DATA TO USE:
- - -

use super::{Expr, TableFactor};

#[derive(Debug, Clone, PartialEq)]
pub struct Join {
    /// The relation being joined
    pub relation: TableFactor,

    /// Join type and condition
    pub constraint: JoinOp,
}

#[derive(Debug, Clone, PartialEq)]
pub enum JoinOp {
    Inner(Expr),
    Left(Expr),
}

impl Join {
    pub fn inner(relation: TableFactor, on: Expr) -> Join {
        Join {
            relation,
            constraint: JoinOp::Inner(on),
        }
    }

    pub fn left(relation: TableFactor, on: Expr) -> Join {
        Join {
            relation,
            constraint: JoinOp::Left(on),
        }
    }
}
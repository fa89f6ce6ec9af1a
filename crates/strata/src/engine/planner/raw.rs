use super::{hierarchy_properties, Marker, Planner, RootPlan, TypeResolver};

use strata_core::{
    schema::app::{EntityId, MappingStrategy},
    stmt::{Expr, TableFactor, TableWithJoins},
    Error, Result,
};

impl Planner<'_> {
    /// Reads the root from user-provided SQL.
    ///
    /// Under table-per-hierarchy the SQL stands in for the shared table and
    /// any type of the hierarchy may be queried. Under the other strategies
    /// the SQL must return the flattened hierarchy, and only the hierarchy
    /// root may be queried: a derived type's rows could not be joined or
    /// unioned with its siblings.
    pub(super) fn plan_raw(&mut self, entity: EntityId, sql: &str) -> Result<RootPlan> {
        let schema = self.schema;
        let app = &schema.app;

        let alias = self.aliases.reserve("m");
        let relation = TableFactor::Raw {
            sql: sql.to_string(),
            alias: alias.clone(),
        };

        let strategy = app.strategy_of(entity);

        if strategy == MappingStrategy::Tph {
            return self.plan_tph_over(entity, relation);
        }

        if !app.entity(entity).is_root() {
            log::debug!(
                "rejecting raw SQL for `{}`; strategy={strategy}",
                app.entity(entity).name
            );

            return Err(Error::unsupported_operation(
                "raw SQL queries are only legal at the hierarchy root",
            ));
        }

        let columns = hierarchy_properties(app, entity)
            .into_iter()
            .map(|property| (property.id, Expr::column(&alias, &property.name)))
            .collect();

        let concrete = app.concrete_types(entity);
        let resolver = TypeResolver::for_concrete_types(entity, &concrete);

        let marker = match (resolver, schema.mapping.discriminator(entity)) {
            (TypeResolver::ByMarker(_), Some(spec)) => Some(Marker {
                expr: Expr::column(&alias, &spec.column),
                name: spec.column.clone(),
            }),
            _ => None,
        };

        Ok(RootPlan {
            source: TableWithJoins::from(relation),
            columns,
            marker,
            resolver,
            filter: None,
        })
    }

    /// Keyless types read their defining query and have no identifier.
    pub(super) fn plan_keyless(&mut self, entity: EntityId, sql: &str) -> RootPlan {
        let app = &self.schema.app;
        let alias = self.aliases.reserve("m");

        let columns = app
            .all_properties(entity)
            .into_iter()
            .map(|property| (property.id, Expr::column(&alias, &property.name)))
            .collect();

        RootPlan {
            source: TableWithJoins::from(TableFactor::Raw {
                sql: sql.to_string(),
                alias,
            }),
            columns,
            marker: None,
            resolver: TypeResolver::Fixed(entity),
            filter: None,
        }
    }
}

- - -

WHAT THE TASK REQUIRES: Establish how many lines of the records contain the string "Result" and state that number without elaboration.

EXPECTED OUTPUT: 2